> **WORK TO COMPLETE**
Transcribe the listing below only from the line with "filename crates/lessonbeat-domain/src/traits.rs" up to and including the line with "not be opened".

........

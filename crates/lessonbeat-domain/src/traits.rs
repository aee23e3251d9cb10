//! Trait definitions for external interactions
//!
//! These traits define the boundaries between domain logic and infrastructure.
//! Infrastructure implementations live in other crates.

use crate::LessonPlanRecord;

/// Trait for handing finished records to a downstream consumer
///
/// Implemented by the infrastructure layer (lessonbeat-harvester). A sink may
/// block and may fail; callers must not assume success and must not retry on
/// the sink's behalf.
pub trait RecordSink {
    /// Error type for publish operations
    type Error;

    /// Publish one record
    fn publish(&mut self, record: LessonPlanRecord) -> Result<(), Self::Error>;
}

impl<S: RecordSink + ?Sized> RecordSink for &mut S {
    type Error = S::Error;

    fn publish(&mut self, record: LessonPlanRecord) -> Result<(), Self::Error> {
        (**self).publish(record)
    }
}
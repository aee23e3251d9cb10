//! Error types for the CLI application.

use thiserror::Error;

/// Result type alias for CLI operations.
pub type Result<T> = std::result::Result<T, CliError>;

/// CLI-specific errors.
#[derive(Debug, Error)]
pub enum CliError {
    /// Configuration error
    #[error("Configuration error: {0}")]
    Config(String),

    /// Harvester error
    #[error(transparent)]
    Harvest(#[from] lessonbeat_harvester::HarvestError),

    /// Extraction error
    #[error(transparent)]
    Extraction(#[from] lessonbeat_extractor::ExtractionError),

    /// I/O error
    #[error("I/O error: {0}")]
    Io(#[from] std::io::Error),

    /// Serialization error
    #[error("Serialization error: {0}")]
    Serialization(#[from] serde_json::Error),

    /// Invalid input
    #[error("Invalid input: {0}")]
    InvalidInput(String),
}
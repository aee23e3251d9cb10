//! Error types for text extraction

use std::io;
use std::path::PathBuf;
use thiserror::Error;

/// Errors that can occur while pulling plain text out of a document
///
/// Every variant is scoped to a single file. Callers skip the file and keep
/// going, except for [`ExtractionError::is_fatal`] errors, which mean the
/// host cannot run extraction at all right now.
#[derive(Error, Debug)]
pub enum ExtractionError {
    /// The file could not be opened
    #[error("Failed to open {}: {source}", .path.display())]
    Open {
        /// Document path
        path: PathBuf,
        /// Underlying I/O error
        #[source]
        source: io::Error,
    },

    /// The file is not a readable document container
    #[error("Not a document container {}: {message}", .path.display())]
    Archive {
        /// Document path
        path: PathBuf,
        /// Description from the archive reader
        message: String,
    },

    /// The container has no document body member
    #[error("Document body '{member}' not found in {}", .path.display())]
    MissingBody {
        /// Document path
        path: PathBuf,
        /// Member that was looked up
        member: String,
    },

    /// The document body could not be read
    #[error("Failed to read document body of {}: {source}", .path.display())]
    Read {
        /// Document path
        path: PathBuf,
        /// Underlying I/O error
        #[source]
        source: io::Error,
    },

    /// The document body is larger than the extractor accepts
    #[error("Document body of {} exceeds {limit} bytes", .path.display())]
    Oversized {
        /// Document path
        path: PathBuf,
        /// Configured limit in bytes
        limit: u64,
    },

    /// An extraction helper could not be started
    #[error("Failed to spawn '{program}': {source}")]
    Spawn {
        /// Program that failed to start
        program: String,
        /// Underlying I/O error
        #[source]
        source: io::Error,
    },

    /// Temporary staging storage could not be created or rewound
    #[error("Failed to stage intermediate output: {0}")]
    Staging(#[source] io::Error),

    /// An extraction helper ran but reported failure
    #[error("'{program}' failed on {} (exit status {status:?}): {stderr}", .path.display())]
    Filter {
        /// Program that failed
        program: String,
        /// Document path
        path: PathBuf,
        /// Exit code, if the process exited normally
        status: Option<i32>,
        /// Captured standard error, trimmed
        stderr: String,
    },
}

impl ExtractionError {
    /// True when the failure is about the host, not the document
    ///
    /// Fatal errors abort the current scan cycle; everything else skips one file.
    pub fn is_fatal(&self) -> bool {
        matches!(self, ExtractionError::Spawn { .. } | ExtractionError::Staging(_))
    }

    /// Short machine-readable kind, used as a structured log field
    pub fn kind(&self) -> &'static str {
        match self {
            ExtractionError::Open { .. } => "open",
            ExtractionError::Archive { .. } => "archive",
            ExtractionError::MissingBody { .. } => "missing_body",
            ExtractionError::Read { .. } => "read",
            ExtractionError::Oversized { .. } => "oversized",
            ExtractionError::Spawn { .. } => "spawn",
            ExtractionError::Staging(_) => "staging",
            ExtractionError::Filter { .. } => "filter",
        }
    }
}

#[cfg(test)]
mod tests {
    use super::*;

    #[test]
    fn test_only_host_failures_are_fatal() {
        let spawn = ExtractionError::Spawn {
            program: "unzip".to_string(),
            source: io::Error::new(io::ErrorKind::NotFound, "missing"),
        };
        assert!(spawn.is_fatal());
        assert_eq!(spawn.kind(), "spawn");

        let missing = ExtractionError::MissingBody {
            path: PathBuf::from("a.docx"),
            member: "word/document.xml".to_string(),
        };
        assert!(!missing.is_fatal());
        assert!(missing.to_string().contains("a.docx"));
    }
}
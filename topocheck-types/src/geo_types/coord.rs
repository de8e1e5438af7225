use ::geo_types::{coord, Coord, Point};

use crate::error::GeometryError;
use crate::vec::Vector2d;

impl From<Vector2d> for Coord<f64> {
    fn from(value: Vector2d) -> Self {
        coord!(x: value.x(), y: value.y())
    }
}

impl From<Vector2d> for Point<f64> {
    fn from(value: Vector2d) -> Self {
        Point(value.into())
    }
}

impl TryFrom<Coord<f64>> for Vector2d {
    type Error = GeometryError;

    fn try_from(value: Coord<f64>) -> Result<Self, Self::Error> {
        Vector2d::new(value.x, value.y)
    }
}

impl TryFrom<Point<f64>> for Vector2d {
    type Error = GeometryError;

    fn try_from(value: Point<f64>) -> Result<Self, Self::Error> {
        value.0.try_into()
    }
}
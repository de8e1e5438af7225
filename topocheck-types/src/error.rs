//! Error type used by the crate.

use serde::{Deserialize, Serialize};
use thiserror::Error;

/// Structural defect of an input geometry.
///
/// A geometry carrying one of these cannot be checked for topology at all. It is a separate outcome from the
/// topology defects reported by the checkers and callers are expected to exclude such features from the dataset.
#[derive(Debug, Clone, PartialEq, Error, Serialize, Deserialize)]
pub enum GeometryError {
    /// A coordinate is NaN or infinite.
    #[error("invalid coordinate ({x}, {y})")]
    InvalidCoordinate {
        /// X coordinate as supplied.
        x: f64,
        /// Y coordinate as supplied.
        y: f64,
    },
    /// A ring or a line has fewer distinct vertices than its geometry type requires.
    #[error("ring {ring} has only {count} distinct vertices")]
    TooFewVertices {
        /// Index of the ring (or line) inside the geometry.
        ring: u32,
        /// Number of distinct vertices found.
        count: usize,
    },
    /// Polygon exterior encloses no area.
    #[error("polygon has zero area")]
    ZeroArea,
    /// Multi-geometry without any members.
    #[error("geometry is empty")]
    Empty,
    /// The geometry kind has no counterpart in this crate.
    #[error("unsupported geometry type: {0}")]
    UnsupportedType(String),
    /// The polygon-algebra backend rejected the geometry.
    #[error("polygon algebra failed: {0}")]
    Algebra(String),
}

........

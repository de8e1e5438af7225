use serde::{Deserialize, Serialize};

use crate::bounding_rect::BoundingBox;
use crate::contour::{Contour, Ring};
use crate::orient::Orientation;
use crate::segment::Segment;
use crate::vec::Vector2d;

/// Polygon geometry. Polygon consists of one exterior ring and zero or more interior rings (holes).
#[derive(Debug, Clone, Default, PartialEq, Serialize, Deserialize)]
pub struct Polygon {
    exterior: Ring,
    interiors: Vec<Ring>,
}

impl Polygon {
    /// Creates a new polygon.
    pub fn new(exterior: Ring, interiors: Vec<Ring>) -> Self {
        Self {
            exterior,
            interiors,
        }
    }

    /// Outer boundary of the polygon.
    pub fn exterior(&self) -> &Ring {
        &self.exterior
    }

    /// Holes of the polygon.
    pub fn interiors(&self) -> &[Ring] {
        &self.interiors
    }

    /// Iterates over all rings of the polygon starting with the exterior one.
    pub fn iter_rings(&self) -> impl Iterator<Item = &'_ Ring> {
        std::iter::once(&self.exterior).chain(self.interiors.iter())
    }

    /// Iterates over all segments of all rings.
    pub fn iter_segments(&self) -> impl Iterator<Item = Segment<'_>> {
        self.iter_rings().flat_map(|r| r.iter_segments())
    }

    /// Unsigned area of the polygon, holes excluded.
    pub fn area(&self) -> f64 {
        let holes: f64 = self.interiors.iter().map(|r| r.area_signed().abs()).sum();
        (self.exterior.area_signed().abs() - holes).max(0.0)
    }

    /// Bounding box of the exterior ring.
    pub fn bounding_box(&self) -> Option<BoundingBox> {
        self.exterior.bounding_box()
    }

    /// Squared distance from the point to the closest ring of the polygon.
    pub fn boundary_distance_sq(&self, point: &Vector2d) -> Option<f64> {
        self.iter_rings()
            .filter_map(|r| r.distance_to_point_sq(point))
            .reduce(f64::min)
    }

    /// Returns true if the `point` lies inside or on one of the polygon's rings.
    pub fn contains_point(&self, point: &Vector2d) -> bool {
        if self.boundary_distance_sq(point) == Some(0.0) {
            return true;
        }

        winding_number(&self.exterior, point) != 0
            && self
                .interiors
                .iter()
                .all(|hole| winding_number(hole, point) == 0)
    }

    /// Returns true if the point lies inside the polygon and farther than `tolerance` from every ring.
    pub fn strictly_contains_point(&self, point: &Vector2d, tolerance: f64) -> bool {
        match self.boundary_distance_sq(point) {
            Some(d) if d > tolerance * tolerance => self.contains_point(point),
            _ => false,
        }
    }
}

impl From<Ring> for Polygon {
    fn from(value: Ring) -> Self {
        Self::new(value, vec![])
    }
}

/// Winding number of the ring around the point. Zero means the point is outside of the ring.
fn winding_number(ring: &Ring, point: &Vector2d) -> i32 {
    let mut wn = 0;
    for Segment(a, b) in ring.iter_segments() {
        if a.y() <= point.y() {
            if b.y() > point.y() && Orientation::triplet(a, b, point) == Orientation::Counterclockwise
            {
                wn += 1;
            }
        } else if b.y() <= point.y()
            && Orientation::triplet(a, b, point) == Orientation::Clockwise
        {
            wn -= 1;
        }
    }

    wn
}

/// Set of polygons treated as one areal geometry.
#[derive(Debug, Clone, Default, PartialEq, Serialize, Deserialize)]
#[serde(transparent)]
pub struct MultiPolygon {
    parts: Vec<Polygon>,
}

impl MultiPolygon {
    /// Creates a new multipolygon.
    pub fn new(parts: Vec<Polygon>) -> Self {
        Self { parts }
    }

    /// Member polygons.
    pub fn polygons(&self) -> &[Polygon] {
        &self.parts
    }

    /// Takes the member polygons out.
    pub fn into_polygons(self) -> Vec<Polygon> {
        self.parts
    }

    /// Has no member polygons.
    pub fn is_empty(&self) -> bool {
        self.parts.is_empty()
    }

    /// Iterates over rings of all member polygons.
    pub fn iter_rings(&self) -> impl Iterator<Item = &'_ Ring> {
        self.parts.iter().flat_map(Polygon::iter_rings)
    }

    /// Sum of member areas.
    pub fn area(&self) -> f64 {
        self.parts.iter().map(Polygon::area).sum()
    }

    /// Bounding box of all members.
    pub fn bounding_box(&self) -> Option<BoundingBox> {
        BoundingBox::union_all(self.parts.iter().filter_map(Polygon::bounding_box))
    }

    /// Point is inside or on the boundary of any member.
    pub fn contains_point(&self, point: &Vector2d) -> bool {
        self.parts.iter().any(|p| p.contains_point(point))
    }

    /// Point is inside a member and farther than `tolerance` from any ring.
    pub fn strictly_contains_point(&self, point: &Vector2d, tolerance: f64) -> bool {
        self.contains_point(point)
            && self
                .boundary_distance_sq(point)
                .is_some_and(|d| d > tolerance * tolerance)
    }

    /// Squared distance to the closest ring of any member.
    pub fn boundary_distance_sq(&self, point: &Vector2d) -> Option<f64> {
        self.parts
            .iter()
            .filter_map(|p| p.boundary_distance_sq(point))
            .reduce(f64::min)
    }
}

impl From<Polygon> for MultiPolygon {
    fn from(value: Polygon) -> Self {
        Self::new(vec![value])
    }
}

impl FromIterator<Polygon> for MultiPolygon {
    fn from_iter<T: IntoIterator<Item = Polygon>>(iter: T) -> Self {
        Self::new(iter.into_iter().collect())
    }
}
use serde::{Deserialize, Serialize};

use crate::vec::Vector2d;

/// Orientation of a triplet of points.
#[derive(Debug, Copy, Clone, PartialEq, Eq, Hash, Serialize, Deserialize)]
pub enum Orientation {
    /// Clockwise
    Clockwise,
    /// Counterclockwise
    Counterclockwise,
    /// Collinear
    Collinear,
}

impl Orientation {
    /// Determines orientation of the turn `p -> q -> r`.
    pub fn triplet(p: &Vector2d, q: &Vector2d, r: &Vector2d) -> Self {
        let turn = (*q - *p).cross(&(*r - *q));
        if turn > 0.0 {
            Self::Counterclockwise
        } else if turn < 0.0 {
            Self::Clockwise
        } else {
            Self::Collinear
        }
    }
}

........

> **EXERCISE OUTPUT**
filename crates/lessonbeat-domain/src/traits.rs
repository aee23e3251d9cb10
//! Trait definitions for external interactions
//!
//! These traits define the boundaries between domain logic and infrastructure.
//! Infrastructure implementations live in other crates.

use crate::LessonPlanRecord;

/// Trait for handing finished records to a downstream consumer
///
/// Implemented by the infrastructure layer (lessonbeat-harvester). A sink may
/// block and may fail; callers must not assume success and must not retry on
/// the sink's behalf.
pub trait RecordSink {
    /// Error type for publish operations
    type Error;

    /// Publish one record
    fn publish(&mut self, record: LessonPlanRecord) -> Result<(), Self::Error>;
}

impl<S: RecordSink + ?Sized> RecordSink for &mut S {
    type Error = S::Error;

    fn publish(&mut self, record: LessonPlanRecord) -> Result<(), Self::Error> {
        (**self).publish(record)
    }
}
repository aee23e3251d9cb10
//! Error types for the CLI application.

use thiserror::Error;

/// Result type alias for CLI operations.
pub type Result<T> = std::result::Result<T, CliError>;

/// CLI-specific errors.
#[derive(Debug, Error)]
pub enum CliError {
    /// Configuration error
    #[error("Configuration error: {0}")]
    Config(String),

    /// Harvester error
    #[error(transparent)]
    Harvest(#[from] lessonbeat_harvester::HarvestError),

    /// Extraction error
    #[error(transparent)]
    Extraction(#[from] lessonbeat_extractor::ExtractionError),

    /// I/O error
    #[error("I/O error: {0}")]
    Io(#[from] std::io::Error),

    /// Serialization error
    #[error("Serialization error: {0}")]
    Serialization(#[from] serde_json::Error),

    /// Invalid input
    #[error("Invalid input: {0}")]
    InvalidInput(String),
}
repository aee23e3251d9cb10
//! Error types for text extraction

use std::io;
use std::path::PathBuf;
use thiserror::Error;

/// Errors that can occur while pulling plain text out of a document
///
/// Every variant is scoped to a single file. Callers skip the file and keep
/// going, except for [`ExtractionError::is_fatal`] errors, which mean the
/// host cannot run extraction at all right now.
#[derive(Error, Debug)]
pub enum ExtractionError {
    /// The file could not be opened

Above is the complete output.